## What the exercise asks
The records that follow should be copied in full, exactly as they read.

## Data for this exercise
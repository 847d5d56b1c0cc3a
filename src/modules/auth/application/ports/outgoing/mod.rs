pub mod auth_api;
pub mod credential_store;

pub use auth_api::AuthApi;
pub use credential_store::{CredentialStore, CredentialStoreError};
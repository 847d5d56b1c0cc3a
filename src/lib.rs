pub mod config;
pub mod modules;
pub mod shared;

pub use modules::auth;
pub use modules::portfolio;

#[cfg(test)]
mod tests;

## Expected output
repository 847d5d56b1c0cc3a
filename src/modules/auth/application/ports/outgoing/mod.rs
pub mod auth_api;
pub mod credential_store;

pub use auth_api::AuthApi;
pub use credential_store::{CredentialStore, CredentialStoreError};
repository 847d5d56b1c0cc3a
filename src/lib.rs
pub mod config;
pub mod modules;
pub mod shared;

pub use modules::auth;
pub use modules::portfolio;

#[cfg(test)]
mod tests;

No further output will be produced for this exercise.